→ **Work to complete**:
Report back every line from the entries below in which the word "second" occurs.

→ **Given entries**:
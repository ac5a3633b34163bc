use std::fmt;
use std::path::{Path, PathBuf};

use walkdir::WalkDir;

use crate::core::errors::{LoftError, Result};
use crate::core::models::outcome::{LogLine, Outcome};
use crate::core::models::repository::Repository;
use crate::core::traits::mount_lister::MountLister;
use crate::core::traits::reporter::Reporter;

/// Lifecycle of a repository's mount view.
///
/// `Mounting` and `Unmounting` only exist while a call is in flight; at
/// rest a target is either mounted or not, as the live mount list says.
#[derive(Debug, Clone, Copy, PartialEq, Eq)]
pub enum MountState {
    Unmounted,
    Mounting,
    Mounted,
    Unmounting,
}

impl fmt::Display for MountState {
    fn fmt(&self, f: &mut fmt::Formatter<'_>) -> fmt::Result {
        f.write_str(match self {
            Self::Unmounted => "unmounted",
            Self::Mounting => "mounting",
            Self::Mounted => "mounted",
            Self::Unmounting => "unmounting",
        })
    }
}

/// Mounts and unmounts repository views, trusting only the system mount
/// list for what is mounted.
pub struct MountManager<'a> {
    pub lister: &'a dyn MountLister,
    pub reporter: &'a dyn Reporter,
}

impl MountManager<'_> {
    /// `Mounted` when any of the backend's mounts sits at or under `target`.
    pub fn state(&self, repo: &Repository, target: &Path) -> Result<MountState> {
        let table = self.lister.snapshot()?;
        if table.mounted_under(repo.backend.mount_tag(), &canonical(target)).is_empty() {
            Ok(MountState::Unmounted)
        } else {
            Ok(MountState::Mounted)
        }
    }

    /// Mount the latest state of every source under `target`.
    ///
    /// Fails before running anything when the storage is missing, the
    /// target is already mounted or the target holds files.
    pub fn mount(&self, repo: &Repository, target: &Path) -> Result<Outcome> {
        repo.require_storage()?;
        let target = canonical(target);
        if self.state(repo, &target)? == MountState::Mounted {
            return Err(LoftError::AlreadyMounted { path: target });
        }
        if target.exists() && !is_empty_tree(&target) {
            return Err(LoftError::TargetNotEmpty { path: target });
        }
        std::fs::create_dir_all(&target)?;

        self.transition(repo, MountState::Mounting, &target);
        let mut outcome = repo.backend.mount(&repo.store(), &repo.sources, &target);
        self.reporter.finish_progress();

        let table = self.lister.snapshot()?;
        let mounted = table.mounted_under(repo.backend.mount_tag(), &target);
        if outcome.success && mounted.is_empty() {
            outcome.fail(format!("nothing is mounted at {} after mount", target.display()));
        }
        if !outcome.success {
            // Leave the target as it was found.
            for point in &mounted {
                outcome.absorb(repo.backend.unmount(point));
                outcome.log.push(LogLine::info(format!("rolled back {}", point.display())));
            }
            remove_empty_dirs(&target);
            self.transition(repo, MountState::Unmounted, &target);
            return Ok(outcome);
        }

        self.transition(repo, MountState::Mounted, &target);
        Ok(outcome.with_info(format!("{} mounted at {}", repo.name, target.display())))
    }

    /// Detach every mount of `repo` under `target`, then remove the empty
    /// target tree. Unmounting an unmounted target succeeds and does nothing
    /// beyond that cleanup.
    pub fn unmount(&self, repo: &Repository, target: &Path) -> Result<Outcome> {
        let target = canonical(target);
        let tag = repo.backend.mount_tag();
        let mounted = self.lister.snapshot()?.mounted_under(tag, &target);

        let mut outcome = Outcome::ok();
        if mounted.is_empty() {
            self.reporter
                .detail(&format!("{} is not mounted", target.display()));
        } else {
            self.transition(repo, MountState::Unmounting, &target);
            for point in &mounted {
                outcome.absorb(repo.backend.unmount(point));
            }
            let still = self.lister.snapshot()?.mounted_under(tag, &target);
            for point in &still {
                outcome.fail(format!("{} is still mounted", point.display()));
            }
            if !still.is_empty() {
                return Ok(outcome);
            }
        }

        remove_empty_dirs(&target);
        if target.exists() {
            outcome.log.push(LogLine::warning(format!(
                "{} was left in place: it holds files that are not part of the mount",
                target.display()
            )));
        }
        self.transition(repo, MountState::Unmounted, &target);
        Ok(outcome)
    }

    fn transition(&self, repo: &Repository, state: MountState, target: &Path) {
        self.reporter
            .detail(&format!("{}: {state} {}", repo.name, target.display()));
    }
}

/// Absolute, symlink-free form of `path`, the way the kernel reports
/// mount points. Trailing components that do not exist yet are kept as
/// given.
fn canonical(path: &Path) -> PathBuf {
    let path = std::path::absolute(path).unwrap_or_else(|_| path.to_path_buf());
    let mut missing = Vec::new();
    let mut existing = path.as_path();
    loop {
        if let Ok(real) = existing.canonicalize() {
            return missing.iter().rev().fold(real, |acc, part| acc.join(part));
        }
        match (existing.parent(), existing.file_name()) {
            (Some(parent), Some(name)) => {
                missing.push(name.to_os_string());
                existing = parent;
            }
            _ => return path,
        }
    }
}

/// True when `dir` contains directories only.
fn is_empty_tree(dir: &Path) -> bool {
    WalkDir::new(dir)
        .min_depth(1)
        .into_iter()
        .filter_map(|e| e.ok())
        .all(|e| e.file_type().is_dir())
}

/// Remove `root` and every directory below it that is empty, deepest first.
fn remove_empty_dirs(root: &Path) {
    for entry in WalkDir::new(root)
        .contents_first(true)
        .into_iter()
        .filter_map(|e| e.ok())
        .filter(|e| e.file_type().is_dir())
    {
        // Fails on non-empty directories, which stay.
        let _ = std::fs::remove_dir(entry.path());
    }
}

#[cfg(test)]
mod tests {
    use std::sync::Arc;

    use age::secrecy::SecretString;

    use super::*;
    use crate::core::models::repository::BackendKind;
    use crate::core::models::snapshot::Snapshot;
    use crate::core::models::source::Source;
    use crate::core::services::remote_resolver::test_support::FakeLister;
    use crate::core::traits::backend::{BackupBackend, Store};
    use crate::core::traits::reporter::SilentReporter;

    /// Backend whose mounts are lines in a shared fake mount list.
    struct FuseDouble {
        mounts: Arc<FakeLister>,
        fail_mount: bool,
        daemon_dies: bool,
    }

    impl FuseDouble {
        fn line(point: &Path) -> String {
            format!("fuse-double on {} type fuse.fuse-double (ro)", point.display())
        }
    }

    impl BackupBackend for FuseDouble {
        fn name(&self) -> &str {
            "double"
        }
        fn mount_tag(&self) -> &str {
            "fuse-double"
        }
        fn init(&self, _: &Store<'_>) -> Outcome {
            Outcome::ok()
        }
        fn save(&self, _: &Store<'_>, _: &[Source]) -> Outcome {
            Outcome::ok()
        }
        fn check_and_repair(&self, _: &Store<'_>) -> Outcome {
            Outcome::ok()
        }
        fn mount(&self, _: &Store<'_>, sources: &[Source], target: &Path) -> Outcome {
            let mut lines = self.mounts.lines.lock().unwrap();
            for source in sources {
                let point = target.join(&source.name).join("latest");
                std::fs::create_dir_all(&point).unwrap();
                lines.push(Self::line(&point));
            }
            if self.fail_mount {
                return Outcome::failed("fuse: device not found");
            }
            if self.daemon_dies {
                lines.clear();
            }
            Outcome::ok()
        }
        fn unmount(&self, mount_point: &Path) -> Outcome {
            let line = Self::line(mount_point);
            self.mounts.lines.lock().unwrap().retain(|l| *l != line);
            Outcome::ok()
        }
        fn recover(&self, _: &Store<'_>, _: &[Source], _: &Path) -> Outcome {
            Outcome::ok()
        }
        fn list(&self, _: &Store<'_>, _: &[Source]) -> (Outcome, Vec<Snapshot>) {
            (Outcome::ok(), Vec::new())
        }
    }

    struct Fixture {
        _dir: tempfile::TempDir,
        base: PathBuf,
        lister: Arc<FakeLister>,
        repo: Repository,
    }

    fn fixture(fail_mount: bool, daemon_dies: bool) -> Fixture {
        let dir = tempfile::tempdir().unwrap();
        let base = dir.path().canonicalize().unwrap();
        let lister = Arc::new(FakeLister::default());
        let path = base.join("repo");
        std::fs::create_dir_all(&path).unwrap();
        let repo = Repository {
            name: "test1".into(),
            backend_kind: BackendKind::Bup,
            backend: Box::new(FuseDouble {
                mounts: Arc::clone(&lister),
                fail_mount,
                daemon_dies,
            }),
            path,
            passphrase: SecretString::from(String::new()),
            sources: ["folder1", "folder2"]
                .iter()
                .map(|name| Source {
                    name: name.to_string(),
                    target_dir: base.join(name),
                    excluded_extensions: vec![],
                })
                .collect(),
            remotes: vec![],
            temp_dir: base.join("tmp/test1"),
            view_config: None,
        };
        Fixture {
            _dir: dir,
            base,
            lister,
            repo,
        }
    }

    impl Fixture {
        fn manager(&self) -> MountManager<'_> {
            MountManager {
                lister: self.lister.as_ref(),
                reporter: &SilentReporter,
            }
        }
    }

    #[test]
    fn mount_then_unmount_leaves_nothing_behind() {
        let fx = fixture(false, false);
        let target = fx.repo.temp_dir.clone();

        let outcome = fx.manager().mount(&fx.repo, &target).unwrap();
        assert!(outcome.success, "{:?}", outcome.log);
        assert_eq!(fx.manager().state(&fx.repo, &target).unwrap(), MountState::Mounted);
        assert!(target.join("folder1/latest").is_dir());

        let outcome = fx.manager().unmount(&fx.repo, &target).unwrap();
        assert!(outcome.success, "{:?}", outcome.log);
        assert_eq!(fx.manager().state(&fx.repo, &target).unwrap(), MountState::Unmounted);
        assert!(fx.lister.lines.lock().unwrap().is_empty());
        assert!(!target.exists());
    }

    #[test]
    fn unmount_is_idempotent() {
        let fx = fixture(false, false);
        let target = fx.repo.temp_dir.clone();

        let first = fx.manager().unmount(&fx.repo, &target).unwrap();
        let second = fx.manager().unmount(&fx.repo, &target).unwrap();
        assert!(first.success && second.success);
        assert!(second.findings().is_empty());
    }

    #[test]
    fn mount_refuses_a_target_mounted_by_an_earlier_run() {
        let fx = fixture(false, false);
        let target = fx.repo.temp_dir.clone();
        fx.lister
            .lines
            .lock()
            .unwrap()
            .push(FuseDouble::line(&target.join("folder1/latest")));

        let result = fx.manager().mount(&fx.repo, &target);
        assert!(matches!(result, Err(LoftError::AlreadyMounted { .. })));
    }

    #[test]
    fn mount_refuses_a_non_empty_target() {
        let fx = fixture(false, false);
        let target = fx.base.join("busy");
        std::fs::create_dir_all(&target).unwrap();
        std::fs::write(target.join("keep.txt"), "x").unwrap();

        let result = fx.manager().mount(&fx.repo, &target);
        assert!(matches!(result, Err(LoftError::TargetNotEmpty { .. })));
        assert!(fx.lister.lines.lock().unwrap().is_empty());
    }

    #[test]
    fn mount_requires_storage() {
        let fx = fixture(false, false);
        std::fs::remove_dir_all(&fx.repo.path).unwrap();

        let result = fx.manager().mount(&fx.repo, &fx.repo.temp_dir);
        assert!(matches!(result, Err(LoftError::RepositoryMissing { .. })));
        assert!(!fx.repo.temp_dir.exists());
    }

    #[test]
    fn failed_mount_is_rolled_back() {
        let fx = fixture(true, false);
        let target = fx.repo.temp_dir.clone();

        let outcome = fx.manager().mount(&fx.repo, &target).unwrap();
        assert!(!outcome.success);
        assert!(fx.lister.lines.lock().unwrap().is_empty());
        assert!(!target.exists());
    }

    #[test]
    fn mount_that_vanishes_is_reported_as_failure() {
        let fx = fixture(false, true);
        let target = fx.repo.temp_dir.clone();

        let outcome = fx.manager().mount(&fx.repo, &target).unwrap();
        assert!(!outcome.success);
        assert!(outcome.fatals().any(|l| l.text.starts_with("nothing is mounted")));
    }

    #[test]
    fn unmount_keeps_foreign_files() {
        let fx = fixture(false, false);
        let target = fx.repo.temp_dir.clone();
        std::fs::create_dir_all(&target).unwrap();
        std::fs::write(target.join("notes.txt"), "mine").unwrap();

        let outcome = fx.manager().unmount(&fx.repo, &target).unwrap();
        assert!(outcome.success);
        assert_eq!(outcome.warnings().count(), 1);
        assert!(target.join("notes.txt").exists());
    }

    #[test]
    fn mount_points_with_spaces_are_tracked() {
        let fx = fixture(false, false);
        let target = fx.base.join("my backups/test1");

        let outcome = fx.manager().mount(&fx.repo, &target).unwrap();
        assert!(outcome.success, "{:?}", outcome.log);
        assert_eq!(fx.manager().state(&fx.repo, &target).unwrap(), MountState::Mounted);

        let outcome = fx.manager().unmount(&fx.repo, &target).unwrap();
        assert!(outcome.success, "{:?}", outcome.log);
        assert!(fx.lister.lines.lock().unwrap().is_empty());
        assert!(!target.exists());
    }

    #[cfg(unix)]
    #[test]
    fn target_behind_a_symlink_matches_the_kernel_path() {
        let fx = fixture(false, false);
        let real = fx.base.join("real");
        std::fs::create_dir_all(&real).unwrap();
        let link = fx.base.join("link");
        std::os::unix::fs::symlink(&real, &link).unwrap();
        fx.lister
            .lines
            .lock()
            .unwrap()
            .push(FuseDouble::line(&real.join("test1/folder1/latest")));

        let target = link.join("test1");
        assert_eq!(fx.manager().state(&fx.repo, &target).unwrap(), MountState::Mounted);
        assert!(matches!(
            fx.manager().mount(&fx.repo, &target),
            Err(LoftError::AlreadyMounted { .. })
        ));

        let outcome = fx.manager().unmount(&fx.repo, &target).unwrap();
        assert!(outcome.success, "{:?}", outcome.log);
        assert!(fx.lister.lines.lock().unwrap().is_empty());
    }

    #[test]
    fn canonical_keeps_missing_components() {
        let dir = tempfile::tempdir().unwrap();
        let base = dir.path().canonicalize().unwrap();
        assert_eq!(canonical(&base.join("a/b")), base.join("a/b"));
        assert_eq!(canonical(&base), base);
    }
}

→ **Solution to this exercise**:
        let second = fx.manager().unmount(&fx.repo, &target).unwrap();
        assert!(first.success && second.success);
        assert!(second.findings().is_empty());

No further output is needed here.